The findings, published in The Lancet, have implications for patients who take part in domestic medical tourism programs.
Some of the nation’s largest businesses encourage employees to travel to large U.S. medical centers for complex elective surgical procedures. As part of these medical travel programs, companies negotiate lower prices for patients to receive high-quality surgical care at some of the nation’s premier hospitals.
But many participants must travel long distances – sometimes hundreds of miles from home – to reach destination hospitals, meaning it can be difficult to return should complications arise.
“This is not a small issue.

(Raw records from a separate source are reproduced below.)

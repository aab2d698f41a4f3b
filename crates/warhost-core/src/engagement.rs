//! The entry point the turn orchestrator calls for one attack.
//!
//! [`resolve_engagement`] checks that the attack is allowed, fights it and
//! summarizes what the orchestrator has to account for afterwards. A
//! refused attack never fights; the attacking unit gets an error line
//! instead.

use serde::{Deserialize, Serialize};
use thiserror::Error;
use tracing::{debug, info, instrument};
use warhost_rules::Ruleset;

use crate::battle::{Battle, BattleResult};
use crate::rng::RandomSource;
use crate::world::{ItemList, Location, Region, UnitId, World};

/// One attack or assassination attempt.
#[derive(Debug, Clone, PartialEq, Eq, Serialize, Deserialize)]
pub struct Engagement {
    /// Unit that gave the order.
    pub attacker: UnitId,
    /// Unit it was given against.
    pub target: UnitId,
    /// Roster of the attacking side.
    pub attackers: Vec<Location>,
    /// Roster of the defending side.
    pub defenders: Vec<Location>,
    /// An assassination attempt rather than an attack.
    pub assassination: bool,
}

/// Reasons an engagement is refused.
#[derive(Debug, Clone, PartialEq, Eq, Error)]
pub enum EngagementError {
    /// Safe regions allow assassinations only.
    #[error("No battles allowed in safe regions.")]
    SafeRegion,
    /// The target belongs to the attacker's faction or one of its allies.
    #[error("Can't attack an ally.")]
    Ally,
    /// The attacking roster is empty.
    #[error("No one is able to attack.")]
    NoAttackers,
    /// The defending roster is empty.
    #[error("There is no one to attack.")]
    NoDefenders,
    /// A unit named by the engagement does not exist.
    #[error("Unit {0} does not exist.")]
    UnknownUnit(UnitId),
}

/// What the orchestrator gets back from an engagement.
#[derive(Debug, Clone, PartialEq, Eq, Serialize, Deserialize)]
pub struct BattleOutcome {
    /// Outcome for the attacker.
    pub result: BattleResult,
    /// The battle, unless it was refused.
    pub battle: Option<Battle>,
    /// Items handed to the winners.
    pub spoils: ItemList,
    /// Items destroyed or left unclaimed on the field.
    pub dropped: ItemList,
    /// Fallen men to be spawned as the ruleset's raised undead.
    pub raised_undead: u32,
    /// Normal rounds fought.
    pub rounds: u32,
}

impl BattleOutcome {
    fn impossible() -> Self {
        Self {
            result: BattleResult::Impossible,
            battle: None,
            spoils: ItemList::new(),
            dropped: ItemList::new(),
            raised_undead: 0,
            rounds: 0,
        }
    }
}

/// Checks that `engagement` may be fought in `region`.
///
/// # Errors
///
/// Returns the first rule the engagement breaks.
pub fn validate(
    world: &World,
    region: &Region,
    engagement: &Engagement,
) -> Result<(), EngagementError> {
    let attacker = world
        .unit(engagement.attacker)
        .ok_or(EngagementError::UnknownUnit(engagement.attacker))?;
    let target = world
        .unit(engagement.target)
        .ok_or(EngagementError::UnknownUnit(engagement.target))?;
    if region.safe && !engagement.assassination {
        return Err(EngagementError::SafeRegion);
    }
    if world.is_friendly(attacker.faction, target.faction) {
        return Err(EngagementError::Ally);
    }
    if engagement.attackers.is_empty() {
        return Err(EngagementError::NoAttackers);
    }
    if engagement.defenders.is_empty() {
        return Err(EngagementError::NoDefenders);
    }
    Ok(())
}

/// Resolves one engagement.
///
/// A refused engagement leaves the world untouched apart from an error
/// line on the attacking unit, and comes back as
/// [`BattleResult::Impossible`].
///
/// # Arguments
///
/// * `rules` - The ruleset
/// * `world` - Units, objects and factions
/// * `rng` - The turn's random source
/// * `region` - Where the engagement takes place
/// * `engagement` - Who attacks whom
#[instrument(skip_all, fields(attacker = %engagement.attacker, target = %engagement.target))]
pub fn resolve_engagement(
    rules: &Ruleset,
    world: &mut World,
    rng: &mut dyn RandomSource,
    region: &Region,
    engagement: &Engagement,
) -> BattleOutcome {
    if let Err(err) = validate(world, region, engagement) {
        debug!(%err, "engagement refused");
        let order = if engagement.assassination {
            "ASSASSINATE"
        } else {
            "ATTACK"
        };
        if let Some(unit) = world.unit_mut(engagement.attacker) {
            unit.errors.push(format!("{order}: {err}"));
        }
        return BattleOutcome::impossible();
    }

    let battle = Battle::run(rules, world, rng, region, engagement);
    info!(
        result = ?battle.result,
        rounds = battle.rounds,
        attacker_losses = battle.attacker_losses,
        defender_losses = battle.defender_losses,
        "battle resolved"
    );
    BattleOutcome {
        result: battle.result,
        spoils: battle.settlement.spoils.clone(),
        dropped: battle.settlement.dropped.clone(),
        raised_undead: battle.raised,
        rounds: battle.rounds,
        battle: Some(battle),
    }
}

Between 5 to 22 percent of patients were readmitted in our study, depending on the type of surgery,” says lead author Benjamin Brooke, M.D., Ph.D., an assistant professor of surgery at the University of Utah School of Medicine. “Our work suggests that striving to maintain continuity of care in the same hospital, and by the same medical team when possible, is critical to achieve the best outcomes should complications arise after surgery.”
Returning to the site where the original operation was done was associated with improved survival regardless of whether it was a large teaching hospital or smaller community hospital. Patients fared slightly better when also treated by the same surgical team. The trends held true for patients who underwent a wide range of common operations including neurosurgery, coronary bypass and hernia repair.
Brooke recommends having operations done close to home when possible. Or if traveling to a destination hospital, planning to stay in the area during recovery. He adds that if a patient is readmitted to an outside hospital, “every effort should be made to transfer surgical patients back within 24 hours to their original hospital for post-operative management.”